Pomarea is a genus of birds in the monarch flycatcher family Monarchidae. The genus is restricted to the islands of Polynesia. The monarchs of this genus are around 15–19 cm long and most have sexually dimorphic plumage.

==Taxonomy==
The genus Pomarea was introduced in 1854 by the French naturalist Charles Lucien Bonaparte with Muscicapa nigra Sparrman, the Tahiti monarch, as the type species. The genius name honors the Pōmare dynasty, which was the ruling family of the Kingdom of Tahiti from 1788 until the cession to France in 1880.

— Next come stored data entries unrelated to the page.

//! The search engine service object.

use std::path::Path;
use std::sync::Arc;

use async_trait::async_trait;
use loupe_directory_watcher::{ProjectWatcher, Reindexer};
use loupe_embeddings::EmbeddingProvider;
use loupe_index::IndexStore;
use serde::{Deserialize, Serialize};
use tokio::sync::RwLock;
use tracing::{info, warn};

use crate::config::RetrievalConfig;
use crate::error::Result;
use crate::indexer::{IndexSummary, Indexer};
use crate::search::{self, ChunkHit, FileHit};

/// How the startup index was obtained.
#[derive(Debug, Clone)]
pub enum IndexSource {
    /// Restored from a saved artifact pair.
    Loaded {
        /// Number of files in the restored index.
        files: usize,
    },

    /// Built fresh by walking the project tree.
    Built(IndexSummary),
}

/// Statistics about the search engine.
#[derive(Debug, Clone, Serialize, Deserialize)]
pub struct EngineStats {
    /// Number of indexed files.
    pub indexed_files: usize,

    /// Number of indexed chunks.
    pub indexed_chunks: usize,

    /// Embedding dimension of the index, if populated.
    pub dimension: Option<usize>,
}

/// The semantic search service.
///
/// Constructed once at startup and passed around by handle; there is no
/// module-level state. The index store is the only shared mutable
/// resource: indexing, single-path updates, and load take the write lock,
/// while searches and save take read locks and may run concurrently with
/// each other.
pub struct SearchEngine {
    /// Engine configuration.
    config: RetrievalConfig,

    /// Embedding provider shared with the indexer.
    provider: Arc<dyn EmbeddingProvider>,

    /// Tree walker and per-file embedder.
    indexer: Indexer,

    /// The index store behind the write-exclusion lock.
    store: Arc<RwLock<IndexStore>>,
}

impl SearchEngine {
    /// Create an engine for a project root.
    pub fn new(config: RetrievalConfig, provider: Arc<dyn EmbeddingProvider>) -> Self {
        let indexer = Indexer::new(provider.clone(), config.clone());
        Self {
            config,
            provider,
            indexer,
            store: Arc::new(RwLock::new(IndexStore::new())),
        }
    }

    /// The engine configuration.
    pub fn config(&self) -> &RetrievalConfig {
        &self.config
    }

    /// Walk the whole project tree and rebuild the index.
    pub async fn index_project(&self) -> Result<IndexSummary> {
        let mut store = self.store.write().await;
        self.indexer.index_project(&mut store).await
    }

    /// Re-index a single created or changed path, or drop a deleted one.
    pub async fn update_path(&self, absolute: &Path) -> Result<()> {
        let mut store = self.store.write().await;
        self.indexer.update_path(&mut store, absolute).await
    }

    /// Drop a single project-relative path from the index.
    pub async fn remove_path(&self, relative: &str) -> bool {
        self.store.write().await.remove(relative)
    }

    /// Persist the index under `prefix`.
    pub async fn save(&self, prefix: &Path) -> Result<()> {
        // The read lock is enough to exclude writers while the snapshot
        // is taken.
        let store = self.store.read().await;
        store.save(prefix).await?;
        Ok(())
    }

    /// Replace the index with one previously saved under `prefix`.
    pub async fn load(&self, prefix: &Path) -> Result<()> {
        let loaded = IndexStore::load(prefix).await?;
        *self.store.write().await = loaded;
        Ok(())
    }

    /// Load a saved index if one exists, otherwise build and save one.
    ///
    /// A corrupt saved index is reported and falls back to a fresh build
    /// rather than failing startup.
    pub async fn load_or_build(&self, prefix: &Path) -> Result<IndexSource> {
        if IndexStore::saved_at(prefix) {
            match self.load(prefix).await {
                Ok(()) => {
                    let files = self.store.read().await.file_count();
                    info!("Loaded existing index ({files} files)");
                    return Ok(IndexSource::Loaded { files });
                }
                Err(e) if e.is_corrupt_index() => {
                    warn!("Saved index is unusable, rebuilding: {e}");
                }
                Err(e) => return Err(e),
            }
        }

        let summary = self.index_project().await?;
        self.save(prefix).await?;
        Ok(IndexSource::Built(summary))
    }

    /// Rank whole files against a natural-language query.
    pub async fn search_files(&self, query: &str, top_k: usize) -> Result<Vec<FileHit>> {
        let query_vector = self.provider.embed(query).await?;
        let store = self.store.read().await;
        Ok(search::search_files(&store, &query_vector, top_k))
    }

    /// Rank individual chunks against a natural-language query.
    pub async fn search_chunks(&self, query: &str, top_k: usize) -> Result<Vec<ChunkHit>> {
        let query_vector = self.provider.embed(query).await?;
        let store = self.store.read().await;
        Ok(search::search_chunks(&store, &query_vector, top_k))
    }

    /// Two-stage search: best files first, then chunks within each.
    pub async fn search_hierarchical(
        &self,
        query: &str,
        file_top_k: usize,
        chunks_per_file: usize,
    ) -> Result<Vec<ChunkHit>> {
        let query_vector = self.provider.embed(query).await?;
        let store = self.store.read().await;
        Ok(search::search_hierarchical(
            &store,
            &query_vector,
            file_top_k,
            chunks_per_file,
        ))
    }

    /// Current index statistics.
    pub async fn stats(&self) -> EngineStats {
        let store = self.store.read().await;
        EngineStats {
            indexed_files: store.file_count(),
            indexed_chunks: store.chunk_count(),
            dimension: store.dimension(),
        }
    }

    /// Create a watcher wired to this engine's root, filter, and window.
    ///
    /// Start it with a clone of the engine handle:
    ///
    /// ```rust,ignore
    /// let engine = Arc::new(SearchEngine::new(config, provider));
    /// let mut watcher = engine.watcher()?;
    /// watcher.start(engine.clone()).await?;
    /// ```
    pub fn watcher(&self) -> Result<ProjectWatcher> {
        Ok(ProjectWatcher::new(
            self.config.root.as_path(),
            self.config.filter.clone(),
            self.config.debounce_window(),
        )?)
    }
}

#[async_trait]
impl Reindexer for SearchEngine {
    async fn reindex(&self) -> anyhow::Result<()> {
        let summary = self.index_project().await?;
        if let Some(ref prefix) = self.config.index_prefix {
            self.save(prefix).await?;
        }
        info!(
            "Watch-triggered re-index complete: {} files, {} failed",
            summary.files_indexed, summary.files_failed
        );
        Ok(())
    }
}
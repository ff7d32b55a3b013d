//! # Embeddings
//!
//! This crate provides embedding generation and similarity math for the
//! loupe semantic search engine.
//!
//! ## Features
//!
//! - **Embedding Generation**: Convert text to dense vectors via a provider
//! - **Providers**: OpenAI-compatible HTTP endpoints (including local
//!   LM-Studio-style servers) and a deterministic hashing fallback
//! - **Similarity Math**: Cosine similarity and mean pooling
//!
//! ## Architecture
//!
//! ```text
//! ┌─────────────────────────────────────────────────────────────────┐
//! │                     Embeddings System                           │
//! ├─────────────────────────────────────────────────────────────────┤
//! │  EmbeddingProvider ──► Embedding ──► similarity ranking         │
//! │       │                                                         │
//! │       ▼                                                         │
//! │  HttpProvider / HashProvider                                    │
//! └─────────────────────────────────────────────────────────────────┘
//! ```

pub mod error;
pub mod provider;
pub mod similarity;

pub use error::{EmbeddingError, Result};
pub use provider::{EmbeddingProvider, HashProvider, HttpProvider};
pub use similarity::{cosine_similarity, mean};

/// A dense vector embedding.
pub type Embedding = Vec<f32>;
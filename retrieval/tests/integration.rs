//! End-to-end tests for the retrieval engine: index, search, persist,
//! update, and degrade paths, using the deterministic hashing provider.

use std::path::Path;
use std::sync::Arc;

use loupe_embeddings::HashProvider;
use loupe_index::IndexStore;
use loupe_retrieval::{IndexSource, RetrievalConfig, RetrievalError, SearchEngine};
use tempfile::TempDir;

fn write(root: &Path, relative: &str, content: &str) {
    let path = root.join(relative);
    if let Some(parent) = path.parent() {
        std::fs::create_dir_all(parent).unwrap();
    }
    std::fs::write(path, content).unwrap();
}

fn engine_for(root: &Path) -> Arc<SearchEngine> {
    Arc::new(SearchEngine::new(
        RetrievalConfig::new(root),
        Arc::new(HashProvider::new(128)),
    ))
}

/// Repeat a sentence until the text reaches `words` words.
fn repeat_to_words(sentence: &str, words: usize) -> String {
    let tokens: Vec<&str> = sentence.split_whitespace().collect();
    let mut out = Vec::with_capacity(words);
    while out.len() < words {
        out.extend_from_slice(&tokens);
    }
    out.truncate(words);
    out.join(" ")
}

fn sample_project() -> TempDir {
    let dir = TempDir::new().unwrap();
    write(
        dir.path(),
        "a.py",
        &repeat_to_words("gateway interface pattern routing operations", 300),
    );
    write(
        dir.path(),
        "docs/b.md",
        &repeat_to_words("database storage engine compaction tuning", 1000),
    );
    write(dir.path(), ".git/HEAD.txt", "ref: refs/heads/main");
    write(dir.path(), "node_modules/pkg/index.json", "{}");
    write(dir.path(), "image.png", "binary-ish");
    dir
}

#[tokio::test]
async fn full_index_covers_eligible_files_only() {
    let dir = sample_project();
    let engine = engine_for(dir.path());

    let summary = engine.index_project().await.unwrap();

    assert_eq!(summary.files_indexed, 2);
    assert_eq!(summary.files_failed, 0);
    // 300 words -> 1 chunk; 1000 words -> 2 chunks at the 512-word default.
    assert_eq!(summary.chunks_indexed, 3);

    let stats = engine.stats().await;
    assert_eq!(stats.indexed_files, 2);
    assert_eq!(stats.indexed_chunks, 3);
    assert_eq!(stats.dimension, Some(128));
}

#[tokio::test]
async fn file_search_ranks_by_semantic_alignment() {
    let dir = sample_project();
    let engine = engine_for(dir.path());
    engine.index_project().await.unwrap();

    let hits = engine
        .search_files("gateway routing operations", 1)
        .await
        .unwrap();
    assert_eq!(hits.len(), 1);
    assert_eq!(hits[0].path, "a.py");
    assert!(hits[0].score > 0.0);
    assert_eq!(hits[0].meta.chunk_count, 1);

    let hits = engine
        .search_files("database compaction tuning", 1)
        .await
        .unwrap();
    assert_eq!(hits[0].path, "docs/b.md");
}

#[tokio::test]
async fn chunk_and_hierarchical_searches() {
    let dir = sample_project();
    let engine = engine_for(dir.path());
    engine.index_project().await.unwrap();

    // Chunk search may return several chunks of the same file.
    let chunks = engine
        .search_chunks("database storage engine", 10)
        .await
        .unwrap();
    assert_eq!(chunks.len(), 3);
    assert_eq!(chunks[0].path, "docs/b.md");
    assert!(!chunks[0].preview.is_empty());

    // Hierarchical output is grouped by file in file-rank order.
    let hits = engine
        .search_hierarchical("database storage engine", 2, 1)
        .await
        .unwrap();
    assert_eq!(hits.len(), 2);
    assert_eq!(hits[0].path, "docs/b.md");
    assert_eq!(hits[1].path, "a.py");

    // Degenerate parameters yield empty results, not errors.
    assert!(
        engine
            .search_hierarchical("anything", 0, 5)
            .await
            .unwrap()
            .is_empty()
    );
    assert!(engine.search_files("anything", 0).await.unwrap().is_empty());
}

#[tokio::test]
async fn save_and_load_round_trip_preserves_behavior() {
    let dir = sample_project();
    let engine = engine_for(dir.path());
    engine.index_project().await.unwrap();

    let prefix = dir.path().join(".index/project");
    engine.save(&prefix).await.unwrap();

    let restored = engine_for(dir.path());
    restored.load(&prefix).await.unwrap();

    let stats = engine.stats().await;
    let restored_stats = restored.stats().await;
    assert_eq!(stats.indexed_files, restored_stats.indexed_files);
    assert_eq!(stats.indexed_chunks, restored_stats.indexed_chunks);

    // Identical queries produce identical rankings and near-identical
    // scores.
    let before = engine.search_files("gateway routing", 5).await.unwrap();
    let after = restored.search_files("gateway routing", 5).await.unwrap();
    assert_eq!(before.len(), after.len());
    for (b, a) in before.iter().zip(after.iter()) {
        assert_eq!(b.path, a.path);
        assert!((b.score - a.score).abs() < 1e-6);
    }
}

#[tokio::test]
async fn load_fails_cleanly_on_missing_artifacts() {
    let dir = TempDir::new().unwrap();
    let engine = engine_for(dir.path());

    let result = engine.load(&dir.path().join("no_such_prefix")).await;
    match result {
        Err(e) => assert!(e.is_corrupt_index()),
        Ok(()) => panic!("load of a missing index must fail"),
    }
}

#[tokio::test]
async fn load_or_build_recovers_from_corrupt_index() {
    let dir = sample_project();
    let engine = engine_for(dir.path());

    let prefix = dir.path().join("project_index");
    engine.index_project().await.unwrap();
    engine.save(&prefix).await.unwrap();

    // Corrupt the pair by deleting the metadata document.
    let mut metadata = prefix.as_os_str().to_os_string();
    metadata.push("_metadata.json");
    std::fs::remove_file(metadata).unwrap();
    assert!(!IndexStore::saved_at(&prefix));

    let fresh = engine_for(dir.path());
    let source = fresh.load_or_build(&prefix).await.unwrap();
    assert!(matches!(source, IndexSource::Built(_)));
    assert_eq!(fresh.stats().await.indexed_files, 2);
    // The rebuild re-saved a usable pair.
    assert!(IndexStore::saved_at(&prefix));
}

#[tokio::test]
async fn incremental_update_replaces_and_removes() {
    let dir = sample_project();
    let engine = engine_for(dir.path());
    engine.index_project().await.unwrap();

    // Grow a.py past one chunk and update just that path.
    write(
        dir.path(),
        "a.py",
        &repeat_to_words("gateway interface pattern routing operations", 700),
    );
    engine.update_path(&dir.path().join("a.py")).await.unwrap();

    let chunks = engine.search_chunks("gateway routing", 10).await.unwrap();
    let a_py_chunks = chunks.iter().filter(|c| c.path == "a.py").count();
    assert_eq!(a_py_chunks, 2);

    // Delete it and update again: every trace disappears.
    std::fs::remove_file(dir.path().join("a.py")).unwrap();
    engine.update_path(&dir.path().join("a.py")).await.unwrap();

    let stats = engine.stats().await;
    assert_eq!(stats.indexed_files, 1);
    let hits = engine.search_files("gateway routing", 10).await.unwrap();
    assert!(hits.iter().all(|h| h.path != "a.py"));
    let chunks = engine.search_chunks("gateway routing", 10).await.unwrap();
    assert!(chunks.iter().all(|c| c.path != "a.py"));
}

#[tokio::test]
async fn remove_path_drops_records_directly() {
    let dir = sample_project();
    let engine = engine_for(dir.path());
    engine.index_project().await.unwrap();

    assert!(engine.remove_path("docs/b.md").await);
    assert!(!engine.remove_path("docs/b.md").await);
    assert_eq!(engine.stats().await.indexed_files, 1);
}

#[tokio::test]
async fn unreadable_file_does_not_abort_indexing() {
    use std::os::unix::fs::PermissionsExt;

    let dir = TempDir::new().unwrap();
    write(dir.path(), "fine.md", "perfectly readable");
    write(dir.path(), "locked.md", "no access");
    std::fs::set_permissions(
        dir.path().join("locked.md"),
        std::fs::Permissions::from_mode(0o000),
    )
    .unwrap();

    let engine = engine_for(dir.path());
    let summary = engine.index_project().await.unwrap();

    // Root runs bypass permission checks; only assert no abort and that
    // the readable file is always present.
    assert!(summary.files_indexed >= 1);
    let hits = engine.search_files("perfectly readable", 5).await.unwrap();
    assert!(hits.iter().any(|h| h.path == "fine.md"));
}

#[tokio::test]
async fn concurrent_searches_share_the_store() {
    let dir = sample_project();
    let engine = engine_for(dir.path());
    engine.index_project().await.unwrap();

    let mut handles = Vec::new();
    for _ in 0..8 {
        let engine = engine.clone();
        handles.push(tokio::spawn(async move {
            engine.search_files("gateway routing", 3).await
        }));
    }

    for handle in handles {
        let hits = handle.await.unwrap().unwrap();
        assert_eq!(hits[0].path, "a.py");
    }
}

#[tokio::test]
async fn update_path_outside_root_is_an_error() {
    let dir = TempDir::new().unwrap();
    let engine = engine_for(dir.path());

    let result = engine.update_path(Path::new("/etc/hosts.txt")).await;
    assert!(matches!(result, Err(RetrievalError::OutsideRoot(_))));
}
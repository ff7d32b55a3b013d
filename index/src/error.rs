//! Error types for the index store.

use thiserror::Error;

/// Result type alias for index operations.
pub type Result<T> = std::result::Result<T, IndexError>;

/// Errors that can occur in the index store.
#[derive(Error, Debug)]
pub enum IndexError {
    /// Persisted index artifacts are missing or inconsistent.
    #[error("corrupt index: {0}")]
    CorruptIndex(String),

    /// Vector dimension disagrees with the rest of the store.
    #[error("dimension mismatch: expected {expected}, got {actual}")]
    DimensionMismatch { expected: usize, actual: usize },

    /// IO error.
    #[error("io error: {0}")]
    Io(#[from] std::io::Error),

    /// Serialization error.
    #[error("serialization error: {0}")]
    Serialization(#[from] serde_json::Error),
}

The genus contains nine species, of which three are extinct and one is possibly extinct:

| Image | Common name | Scientific name | Distribution |
|---|---|---|---|
|  | Tahiti monarch | Pomarea nigra | Highlands of Tahiti (Society Islands). |
|  | Rarotonga monarch | Pomarea dimidiata | Forest undergrowth of Rarotonga (southwestern Cook Islands). |
|  | Iphis monarch | Pomarea iphis | Ua Huka (northern Marquesas Islands). |
|  | Marquesan monarch | Pomarea mendozae | Central Marquesas Islands. |
|  | Fatu Hiva monarch | Pomarea whitneyi | Fatu Hiva (southern Marquesas Islands). |
|  | Ua Pou monarch | Pomarea mira | Marquesas Islands (Ua Pou); critically endangered, if not extinct. |
|  | † Maupiti monarch | Pomarea maupitiensis | Formerly highlands of Maupiti Island (Society Islands); extinct. |
|  | † Eiao monarch | Pomarea fluxa | Formerly Eiao (northern Marquesas Islands); extinct. |
|  | † Nuku Hiva monarch | Pomarea nukuhivae | Formerly Marquesas Islands (Nuku Hiva); extinct, last reported in the 1930s. |

===Former species===
Formerly, some authorities also considered the following species (or subspecies) as species within the genus Pomarea:
- Bougainville monarch (as Pomarea erythrosticta)
- Chestnut-bellied monarch (ugiensis) (as Pomarea ugiensis)

==Status==
The genus is highly threatened, with three of the six remaining species listed as critically endangered, one endangered and two vulnerable. Three species have already become extinct. The principal threat to all these species is predation by the introduced black rat.